Dataset entries
+===+

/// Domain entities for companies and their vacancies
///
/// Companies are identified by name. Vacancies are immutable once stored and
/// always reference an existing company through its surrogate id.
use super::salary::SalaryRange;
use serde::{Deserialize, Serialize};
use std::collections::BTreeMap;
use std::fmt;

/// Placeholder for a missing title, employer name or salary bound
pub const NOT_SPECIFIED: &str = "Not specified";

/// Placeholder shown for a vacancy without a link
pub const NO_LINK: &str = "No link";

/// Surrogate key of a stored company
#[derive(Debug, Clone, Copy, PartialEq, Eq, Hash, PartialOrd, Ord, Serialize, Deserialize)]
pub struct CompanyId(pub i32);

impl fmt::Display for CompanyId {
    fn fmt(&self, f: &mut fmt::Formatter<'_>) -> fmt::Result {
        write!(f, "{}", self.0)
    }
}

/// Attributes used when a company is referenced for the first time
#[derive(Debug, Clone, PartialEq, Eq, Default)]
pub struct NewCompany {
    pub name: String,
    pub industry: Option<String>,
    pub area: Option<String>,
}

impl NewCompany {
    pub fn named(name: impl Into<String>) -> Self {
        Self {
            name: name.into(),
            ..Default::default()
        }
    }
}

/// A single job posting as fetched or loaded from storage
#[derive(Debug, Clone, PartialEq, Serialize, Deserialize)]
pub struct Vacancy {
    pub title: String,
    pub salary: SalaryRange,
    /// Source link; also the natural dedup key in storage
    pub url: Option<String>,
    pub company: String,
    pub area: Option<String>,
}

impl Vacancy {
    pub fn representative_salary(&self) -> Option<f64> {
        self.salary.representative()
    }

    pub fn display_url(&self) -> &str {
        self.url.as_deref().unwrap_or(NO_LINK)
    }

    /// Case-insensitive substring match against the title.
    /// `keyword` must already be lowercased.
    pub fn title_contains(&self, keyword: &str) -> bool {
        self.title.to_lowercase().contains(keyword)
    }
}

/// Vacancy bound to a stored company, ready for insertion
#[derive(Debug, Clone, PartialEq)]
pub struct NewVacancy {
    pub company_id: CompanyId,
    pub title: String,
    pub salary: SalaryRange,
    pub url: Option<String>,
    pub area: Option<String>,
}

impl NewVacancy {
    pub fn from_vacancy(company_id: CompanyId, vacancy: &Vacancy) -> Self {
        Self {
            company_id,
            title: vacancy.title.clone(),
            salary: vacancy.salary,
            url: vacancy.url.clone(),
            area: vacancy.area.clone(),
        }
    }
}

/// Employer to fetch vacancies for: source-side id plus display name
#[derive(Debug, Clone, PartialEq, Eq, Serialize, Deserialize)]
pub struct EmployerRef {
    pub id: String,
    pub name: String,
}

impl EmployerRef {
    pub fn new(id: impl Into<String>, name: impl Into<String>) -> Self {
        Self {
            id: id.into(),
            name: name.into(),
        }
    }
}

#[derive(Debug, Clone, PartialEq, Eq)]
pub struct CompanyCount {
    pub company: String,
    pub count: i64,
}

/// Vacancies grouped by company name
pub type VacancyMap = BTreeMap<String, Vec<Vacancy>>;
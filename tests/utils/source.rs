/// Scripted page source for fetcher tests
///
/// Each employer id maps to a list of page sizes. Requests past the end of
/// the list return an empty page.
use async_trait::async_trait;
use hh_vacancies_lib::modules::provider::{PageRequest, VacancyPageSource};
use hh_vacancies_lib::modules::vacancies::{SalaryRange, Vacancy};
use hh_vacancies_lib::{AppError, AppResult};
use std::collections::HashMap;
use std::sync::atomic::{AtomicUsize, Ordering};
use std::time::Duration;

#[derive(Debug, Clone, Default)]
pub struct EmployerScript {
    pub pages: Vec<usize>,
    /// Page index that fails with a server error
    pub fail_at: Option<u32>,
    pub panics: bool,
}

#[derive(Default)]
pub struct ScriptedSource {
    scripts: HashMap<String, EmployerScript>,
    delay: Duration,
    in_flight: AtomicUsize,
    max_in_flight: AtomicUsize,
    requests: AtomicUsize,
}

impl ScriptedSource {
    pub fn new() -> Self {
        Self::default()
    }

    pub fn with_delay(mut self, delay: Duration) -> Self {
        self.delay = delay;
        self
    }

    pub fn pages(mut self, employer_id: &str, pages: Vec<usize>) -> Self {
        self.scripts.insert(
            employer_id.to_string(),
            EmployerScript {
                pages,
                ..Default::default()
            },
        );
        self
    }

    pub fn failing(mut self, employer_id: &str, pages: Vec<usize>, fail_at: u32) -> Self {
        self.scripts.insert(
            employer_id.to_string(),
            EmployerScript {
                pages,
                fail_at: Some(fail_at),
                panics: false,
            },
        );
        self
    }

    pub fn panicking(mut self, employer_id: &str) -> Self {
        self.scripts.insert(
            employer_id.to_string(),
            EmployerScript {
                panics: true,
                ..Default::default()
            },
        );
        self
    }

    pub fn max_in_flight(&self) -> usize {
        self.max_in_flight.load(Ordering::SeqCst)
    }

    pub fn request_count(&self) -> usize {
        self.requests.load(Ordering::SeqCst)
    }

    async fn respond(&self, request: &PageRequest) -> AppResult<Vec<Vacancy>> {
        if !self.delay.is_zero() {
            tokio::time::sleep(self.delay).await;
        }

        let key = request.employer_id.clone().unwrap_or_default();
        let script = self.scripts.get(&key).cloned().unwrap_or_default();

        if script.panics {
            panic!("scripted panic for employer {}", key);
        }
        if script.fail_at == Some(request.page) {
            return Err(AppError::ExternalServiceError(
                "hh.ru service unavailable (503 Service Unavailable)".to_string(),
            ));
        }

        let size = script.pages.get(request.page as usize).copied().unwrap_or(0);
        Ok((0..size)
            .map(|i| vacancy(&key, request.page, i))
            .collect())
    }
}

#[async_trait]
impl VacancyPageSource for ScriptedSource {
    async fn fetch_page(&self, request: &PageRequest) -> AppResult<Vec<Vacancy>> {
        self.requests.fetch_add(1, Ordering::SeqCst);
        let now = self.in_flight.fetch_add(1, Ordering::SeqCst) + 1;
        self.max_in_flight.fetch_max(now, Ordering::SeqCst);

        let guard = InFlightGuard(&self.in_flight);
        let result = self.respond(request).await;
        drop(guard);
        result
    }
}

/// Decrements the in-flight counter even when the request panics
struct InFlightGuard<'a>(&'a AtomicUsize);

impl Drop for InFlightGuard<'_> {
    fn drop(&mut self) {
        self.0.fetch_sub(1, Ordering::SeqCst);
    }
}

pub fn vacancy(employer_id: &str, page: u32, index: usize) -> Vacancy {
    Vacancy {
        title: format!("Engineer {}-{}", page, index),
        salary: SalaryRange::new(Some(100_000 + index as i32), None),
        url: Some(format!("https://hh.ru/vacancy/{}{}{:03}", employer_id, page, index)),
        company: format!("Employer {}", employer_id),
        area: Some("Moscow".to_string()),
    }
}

+===+

[WHAT IS NEEDED]
Note down each line above where the word "keyword" occurs.

[RESPONSE BOX]
    /// `keyword` must already be lowercased.
    pub fn title_contains(&self, keyword: &str) -> bool {
        self.title.to_lowercase().contains(keyword)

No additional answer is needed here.